Ruffalo, who played the Hulk in the "Avengers" movies as well as starring in such films as "Spotlight," "13 Going on 30" and "Zodiac," is now bringing one town's chemical nightmare to the big screen in "Dark Waters."

In the movie, which is based on a true story, he plays an attorney who sued DuPont for dumping toxic compounds called PFAS in a small West Virginia town. What happened to that town could happen in North Carolina, he said.

PFAS compounds are sometimes called "forever chemicals" because they don't break down. Instead, they build up in the environment and in the human body.
They were created by industrial scientists for use in making Teflon and other products. In the West Virginia case, documents proved DuPont knew for decades the chemical was linked to birth defects, cancer and organ damage, but dumped them into a landfill anyway, where it harmed crops, livestock and people.
DuPont and its spinoff, Chemours, are also the makers of GenX, another forever chemical closely related to the one in the movie.

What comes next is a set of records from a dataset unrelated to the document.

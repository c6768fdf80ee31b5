use chrono::{DateTime, Utc};
use serde::{Deserialize, Serialize};
use uuid::Uuid;

/// One raw export file as handed over by the file-selection layer.
/// Consumed exactly once by the classifier.
#[derive(Debug, Clone)]
pub struct RawFile {
    pub name: String,
    pub contents: String,
}

impl RawFile {
    pub fn new(name: impl Into<String>, contents: impl Into<String>) -> Self {
        Self {
            name: name.into(),
            contents: contents.into(),
        }
    }
}

/// The canonical, schema-independent representation of one training session.
#[derive(Debug, Clone, Serialize, Deserialize)]
#[serde(rename_all = "camelCase")]
pub struct ScenarioRecord {
    pub scenario_name: String,
    pub timestamp: DateTime<Utc>,
    pub score: f64,
    pub accuracy: f64,
    pub avg_time_to_kill: f64,
    pub avg_frame_rate: f64,
    pub stamina_index: f64,
    /// List-key token only. Never used for equality or ordering.
    pub id: Uuid,
}

impl ScenarioRecord {
    pub fn new(
        scenario_name: String,
        timestamp: DateTime<Utc>,
        score: f64,
        accuracy: f64,
        avg_time_to_kill: f64,
        avg_frame_rate: f64,
        stamina_index: f64,
    ) -> Self {
        Self {
            scenario_name,
            timestamp,
            score: sanitize_non_negative(score),
            accuracy: sanitize_fraction(accuracy),
            avg_time_to_kill: sanitize_non_negative(avg_time_to_kill),
            avg_frame_rate: sanitize_non_negative(avg_frame_rate),
            stamina_index: sanitize_non_negative(stamina_index),
            id: Uuid::new_v4(),
        }
    }
}

/// Flat representation submitted to the remote store.
#[derive(Debug, Clone, Serialize, Deserialize)]
#[serde(rename_all = "camelCase")]
pub struct UploadRecord {
    pub scenario: String,
    pub score: f64,
    pub accuracy: f64,
    pub time_to_kill: f64,
    pub frame_rate: f64,
    pub stamina_index: f64,
    pub timestamp: DateTime<Utc>,
}

impl From<&ScenarioRecord> for UploadRecord {
    fn from(record: &ScenarioRecord) -> Self {
        Self {
            scenario: record.scenario_name.clone(),
            score: record.score,
            accuracy: record.accuracy,
            time_to_kill: record.avg_time_to_kill,
            frame_rate: record.avg_frame_rate,
            stamina_index: record.stamina_index,
            timestamp: record.timestamp,
        }
    }
}

fn sanitize_non_negative(value: f64) -> f64 {
    if value.is_finite() && value > 0.0 {
        value
    } else {
        0.0
    }
}

fn sanitize_fraction(value: f64) -> f64 {
    if !value.is_finite() || value <= 0.0 {
        return 0.0;
    }

    value.min(1.0)
}

#[cfg(test)]
mod tests {
    use super::ScenarioRecord;
    use chrono::Utc;

    #[test]
    fn sanitizes_unparsable_numeric_fields_to_zero() {
        let record = ScenarioRecord::new(
            "1wall6targets".to_string(),
            Utc::now(),
            f64::NAN,
            -0.5,
            f64::INFINITY,
            -10.0,
            f64::NAN,
        );

        assert_eq!(record.score, 0.0);
        assert_eq!(record.accuracy, 0.0);
        assert_eq!(record.avg_time_to_kill, 0.0);
        assert_eq!(record.avg_frame_rate, 0.0);
        assert_eq!(record.stamina_index, 0.0);
    }

    #[test]
    fn clamps_accuracy_into_unit_interval() {
        let record = ScenarioRecord::new(
            "1wall6targets".to_string(),
            Utc::now(),
            100.0,
            1.3,
            0.4,
            240.0,
            95.0,
        );

        assert_eq!(record.accuracy, 1.0);
    }

    #[test]
    fn assigns_distinct_identity_tokens() {
        let first = ScenarioRecord::new("a".to_string(), Utc::now(), 1.0, 0.5, 0.3, 144.0, 90.0);
        let second = ScenarioRecord::new("a".to_string(), Utc::now(), 1.0, 0.5, 0.3, 144.0, 90.0);

        assert_ne!(first.id, second.id);
    }
}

The companies discharged GenX from the Fayetteville Works plant in Bladen County into the Cape Fear River for decades before state regulators stopped it in 2018.
North Carolina still has the highest levels of PFAS contamination in the country. In a study released last month by the nonprofit Environmental Working Group, Brunswick County had the highest level of PFAS in its water of any area tested in 31 states – 86 parts per trillion, which is above the upper limit of 70 set by the U.S. Environmental Protection Agency.

"This is poisoning us," Ruffalo said. "It’s colorless, it’s odorless and we don’t know what the effects are on our bodies and our families for decades to come. It’s been going on and on, and now it’s time to stop."

He said he hopes his film inspires people to stand up against corporate polluters, saying neither the industry nor the government can be trusted to do the right thing.

Ruffalo hosted a screening of "Dark Waters" at the Alamo Drafthouse Cinema in Raleigh on Wednesday night, and he also held a screening in Wilmington on Tuesday.